Любой жертвующий на храм богач уже в глазах духовника не является сребролюбцем, но что интересно – классическим сребролюбцем часто является сам духовник. Как я написал выше, покаяние богатого человека превращается в товар. Хороший духовник чётко знает, сколько он может взять от того или иного богача – если он где-то пережмёт, богач найдёт другого духовника, хоть их сейчас и связывают тёплые, почти семейные отношения. Кающийся богач прекрасно видит и ощущает силу денег и часто ставит своего духовного отца на место. Однажды я помогал отцу В. из Подмосковья во время литургии. Началось причастие, я держал плат, а отец В. чашу. Первым причащался ктитор храма. Отец В. прочитал уже молитву Иоанна Златоуста (Верую тебе, Господи, и исповедую) и окунул лжицу в чашу для причастия, но ктитор вдруг у самой чаши сказал, что вспомнил ещё один грех, который он должен срочно исповедать.
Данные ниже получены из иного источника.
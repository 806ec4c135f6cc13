//! Plain-text rendering of dashboard state.

use crate::api::models::CurrentConditions;
use crate::api::CityWeather;
use crate::catalog::{self, City, CityId};
use crate::conditions;
use crate::forecast::DailySummary;
use crate::session::ViewState;
use crate::units::{self, TemperatureUnit};
use std::fmt::Write;

const NO_DATA: &str = "no data";
const NO_PRECIPITATION: &str = "no precipitation";
const COMPASS: [&str; 8] = ["N", "NE", "E", "SE", "S", "SW", "W", "NW"];
const ICON_BASE_URL: &str = "https://openweathermap.org/img/wn";

/// 8-point compass direction for a wind bearing in degrees.
pub fn wind_direction(degrees: Option<f64>) -> Option<&'static str> {
    let degrees = degrees?;
    let index = ((degrees / 45.0).round() as i64).rem_euclid(8) as usize;
    Some(COMPASS[index])
}

pub fn icon_url(icon_code: &str, large: bool) -> String {
    if large {
        format!("{}/{}@2x.png", ICON_BASE_URL, icon_code)
    } else {
        format!("{}/{}.png", ICON_BASE_URL, icon_code)
    }
}

pub fn format_temperature(value_celsius: Option<f64>, unit: TemperatureUnit) -> String {
    match value_celsius {
        Some(value) => format!("{}{}", units::convert(value, unit), unit.symbol()),
        None => NO_DATA.to_string(),
    }
}

fn round_one_decimal(value: f64) -> f64 {
    (value * 10.0).round() / 10.0
}

fn or_no_data<T: std::fmt::Display>(value: Option<T>, suffix: &str) -> String {
    match value {
        Some(v) => format!("{}{}", v, suffix),
        None => NO_DATA.to_string(),
    }
}

pub fn render_current(city: &City, current: &CurrentConditions, unit: TemperatureUnit) -> String {
    let code = current.condition_code.as_deref();
    let mut out = String::new();

    let _ = writeln!(out, "{}", city.name);
    let _ = writeln!(
        out,
        "  {}  {} {}",
        format_temperature(current.temperature_c, unit),
        conditions::emoji(code),
        conditions::describe(code)
    );
    if let Some(icon) = current.icon_code.as_deref() {
        let _ = writeln!(out, "  Icon: {}", icon_url(icon, true));
    }

    let wind_speed = current
        .wind_speed_kmh
        .map(|kmh| format!("{} km/h", round_one_decimal(kmh)))
        .unwrap_or_else(|| NO_DATA.to_string());
    let direction = wind_direction(current.wind_degrees)
        .map(|d| format!("direction {}", d))
        .unwrap_or_else(|| "direction: no data".to_string());
    let _ = writeln!(out, "  Wind: {}, {}", wind_speed, direction);
    let _ = writeln!(out, "  Cloudiness: {}", or_no_data(current.cloudiness_percent, "%"));
    let _ = writeln!(out, "  Humidity: {}", or_no_data(current.humidity_percent, "%"));
    let _ = writeln!(out, "  Pressure: {}", or_no_data(current.pressure_hpa, " hPa"));

    out
}

/// Today's precipitation panel, built from the first forecast day.
pub fn render_today(today: Option<&DailySummary>) -> String {
    let Some(today) = today else {
        return "Precipitation (today): no data\n".to_string();
    };

    let dry = today.precipitation_probability_percent == 0;
    let probability = if dry {
        format!("0% ({})", NO_PRECIPITATION)
    } else {
        format!("{}%", today.precipitation_probability_percent)
    };
    let kind = if dry {
        NO_PRECIPITATION
    } else {
        today.precipitation_kind.label()
    };
    let amount = if today.precipitation_mm == 0.0 {
        format!("0 mm ({})", NO_PRECIPITATION)
    } else {
        format!("{} mm", today.precipitation_mm)
    };

    format!(
        "Precipitation (today)\n  Probability: {}\n  Type: {}\n  Amount: {}\n",
        probability, kind, amount
    )
}

pub fn render_forecast_day(day: &DailySummary, unit: TemperatureUnit) -> String {
    let temperatures = match (day.min_temperature_c, day.max_temperature_c) {
        (Some(min), Some(max)) => format!(
            "{} – {}",
            format_temperature(Some(min), unit),
            format_temperature(Some(max), unit)
        ),
        _ => NO_DATA.to_string(),
    };

    let precipitation = if day.precipitation_probability_percent == 0 {
        NO_PRECIPITATION.to_string()
    } else {
        format!(
            "{}% precipitation, {} mm",
            day.precipitation_probability_percent, day.precipitation_mm
        )
    };

    let mut line = format!(
        "{:<4}{} {:<12}{:<16}{}",
        day.weekday_label, day.condition_emoji, day.condition_label, temperatures, precipitation
    );
    if let Some(icon) = day.icon_code.as_deref() {
        let _ = write!(line, "  {}", icon_url(icon, false));
    }
    line
}

pub fn render_forecast(days: &[DailySummary], unit: TemperatureUnit) -> String {
    if days.is_empty() {
        return "5-day forecast: no data\n".to_string();
    }

    let mut out = String::from("5-day forecast\n");
    for day in days {
        let _ = writeln!(out, "  {}", render_forecast_day(day, unit));
    }
    out
}

pub fn render_city_weather(weather: &CityWeather, unit: TemperatureUnit) -> String {
    format!(
        "{}\n{}\n{}",
        render_current(&weather.city, &weather.current, unit),
        render_today(weather.today()),
        render_forecast(&weather.days, unit)
    )
}

pub fn render_view(view: &ViewState, unit: TemperatureUnit) -> String {
    match view {
        ViewState::Idle => "No city selected.\n".to_string(),
        ViewState::Loading(city) => format!("Loading {}...\n", city.name),
        ViewState::Ready(weather) => render_city_weather(weather, unit),
        ViewState::Failed { city, message } => format!("{}: {}\n", city.name, message),
    }
}

/// City list grouped into Polish and worldwide sections, favorites starred.
pub fn render_city_list(cities: &[&City], favorites: &[CityId]) -> String {
    if cities.is_empty() {
        return "No cities to show.\n".to_string();
    }

    let (domestic, foreign) = catalog::partition_domestic(cities);
    let mut out = String::new();
    for (title, group) in [("Cities in Poland", domestic), ("Cities worldwide", foreign)] {
        if group.is_empty() {
            continue;
        }
        let _ = writeln!(out, "{}", title);
        for city in group {
            let star = if favorites.contains(&city.id) { " ★" } else { "" };
            let _ = writeln!(out, "  [{:>2}] {}{}", city.id, city.name, star);
        }
    }
    out
}
use crate::api::{CityWeather, WeatherProvider};
use crate::catalog::City;
use crate::config::SchedulerConfig;
use crate::report;
use crate::units::TemperatureUnit;
use std::sync::Arc;
use tokio::signal;
use tokio::sync::watch;
use tokio::task::JoinSet;
use tokio::time::{interval, Duration};
use tracing::{error, info, warn};

/// Outcome of refreshing every watched city once.
#[derive(Debug, Default)]
pub struct RefreshReport {
    /// Loaded cities in completion order, which is not the order they were requested in.
    pub loaded: Vec<CityWeather>,
    pub failed: usize,
}

/// Periodically refreshes a fixed set of cities until shutdown.
pub struct Scheduler {
    config: SchedulerConfig,
    provider: Arc<WeatherProvider>,
    cities: Vec<City>,
    unit: TemperatureUnit,
    shutdown_rx: watch::Receiver<bool>,
}

impl Scheduler {
    pub fn new(
        config: SchedulerConfig,
        provider: Arc<WeatherProvider>,
        cities: Vec<City>,
        unit: TemperatureUnit,
        shutdown_rx: watch::Receiver<bool>,
    ) -> Self {
        Self {
            config,
            provider,
            cities,
            unit,
            shutdown_rx,
        }
    }

    pub async fn run(&mut self) {
        let initial_delay = Duration::from_secs(self.config.initial_delay_seconds);
        let poll_interval = Duration::from_secs(self.config.interval_minutes * 60);

        info!(
            "Scheduler starting with {}s initial delay, {}m interval, {} cities",
            self.config.initial_delay_seconds,
            self.config.interval_minutes,
            self.cities.len()
        );

        // Initial delay
        tokio::select! {
            _ = tokio::time::sleep(initial_delay) => {},
            _ = self.shutdown_rx.changed() => {
                info!("Shutdown received during initial delay");
                return;
            }
        }

        // Run immediately, then on interval
        self.refresh_and_print().await;

        let mut ticker = interval(poll_interval);
        ticker.tick().await; // First tick is immediate, skip it

        loop {
            tokio::select! {
                _ = ticker.tick() => {
                    self.refresh_and_print().await;
                }
                _ = self.shutdown_rx.changed() => {
                    info!("Shutdown signal received, stopping scheduler");
                    break;
                }
            }
        }
    }

    async fn refresh_and_print(&self) {
        let report = self.refresh_once().await;
        for weather in &report.loaded {
            println!("{}", report::render_city_weather(weather, self.unit));
        }
        if report.failed > 0 {
            println!("Failed to fetch weather data for {} cities.", report.failed);
        }
    }

    /// Load every city concurrently and collect the results as they finish.
    pub async fn refresh_once(&self) -> RefreshReport {
        info!("Starting refresh of {} cities", self.cities.len());

        let mut tasks = JoinSet::new();
        for city in &self.cities {
            let provider = Arc::clone(&self.provider);
            let city = *city;
            tasks.spawn(async move {
                let result = provider.city_weather(&city).await;
                (city, result)
            });
        }

        let mut report = RefreshReport::default();
        while let Some(joined) = tasks.join_next().await {
            match joined {
                Ok((_, Ok(weather))) => report.loaded.push(weather),
                Ok((city, Err(e))) => {
                    error!("Error refreshing {}: {}", city.name, e);
                    report.failed += 1;
                }
                Err(e) => {
                    warn!("Refresh task did not complete: {}", e);
                    report.failed += 1;
                }
            }
        }

        info!(
            "Refresh completed: {} loaded, {} failed",
            report.loaded.len(),
            report.failed
        );
        report
    }
}

/// Resolves on Ctrl+C or SIGTERM.
pub async fn shutdown_signal() {
    let ctrl_c = async {
        if let Err(e) = signal::ctrl_c().await {
            error!("Failed to listen for Ctrl+C: {}", e);
        }
    };

    #[cfg(unix)]
    let terminate = async {
        match signal::unix::signal(signal::unix::SignalKind::terminate()) {
            Ok(mut sig) => {
                sig.recv().await;
            }
            Err(e) => {
                error!("Failed to install SIGTERM handler: {}", e);
            }
        }
    };

    #[cfg(not(unix))]
    let terminate = std::future::pending::<()>();

    tokio::select! {
        _ = ctrl_c => {
            info!("Received Ctrl+C, initiating shutdown");
        }
        _ = terminate => {
            info!("Received SIGTERM, initiating shutdown");
        }
    }
}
Отец В. сказал, что ничего страшного, он может исповедать его потом, на что ктитор сказал: «нет, сейчас». Отец В. послушно отнёс чашу в алтарь и начал исповедовать своего ктитора, несмотря на то что было воскресенье и в храме было полно народу. Ктитор заставил отца В. понести репутационные потери и показал свою власть перед всеми, что было его ходом в их сложной психологической игре. И ктитор, и духовник – взрослые состоявшиеся люди, и было бы неправильным делать из них играющих в бирюльки дурачков. Ктитор боится потерять фарт вместе с деньгами, а духовник боится потерять ктитора вместе с деньгами. Духовник успокаивает ктитора, а ктитор «успокаивает» духовника. Это классическая сделка, укоренённая в исторической традиции и психологически верная. При всей кажущейся для «внешних» атеистов религиозной чепухе и духовники, и их ктиторы часто достигают в жизни хорошего успеха и преуспеяния, а их критики бывают бедными, обозлёнными на жизнь людьми. Казалось бы, при чём здесь сребролюбие? А оно и ни при чём. «Сребролюбие» – это такой религиозный концепт, играющий на солнце, как меч в руках опытного религиозного манипулятора. Недаром сребролюбие связано с Иудой, кого на фресках, изображающих страшный суд, часто изображают на коленях у сатаны. Объяснение тому простое – церковники пытаются просто получить свою долю от «данных свыше» денег. Поскольку в светском государстве нет понятия «десятины» – фиксированного налога на церковь, – духовника язык кормит, как волка ноги.

Ещё сребролюбие называют в церкви неверием. Логика проста – не веришь, что Бог тебе посылает беды и удачи, веришь только в деньги и их силу. Поэтому не выстраиваешь свои взаимоотношения с божеством, а пытаешься заработать как можно больше денег, считая, что так решишь все свои проблемы. И в этом зарабатывании ты часто переступаешь не только обыкновенную человеческую мораль, но и идёшь на преступления. В этом церковь действительно играла обуздывающую жадность силу в Средневековье. Но с упразднением карательных институтов самой церкви она начала напоминать волка без зубов или генерала на пенсии. Обличительная страсть и мундир ещё имеются, но нет реальных полномочий, распределившихся ныне между различными государственными институтами. И что такое хорошо, что такое плохо есть кому детям рассказать помимо батюшки.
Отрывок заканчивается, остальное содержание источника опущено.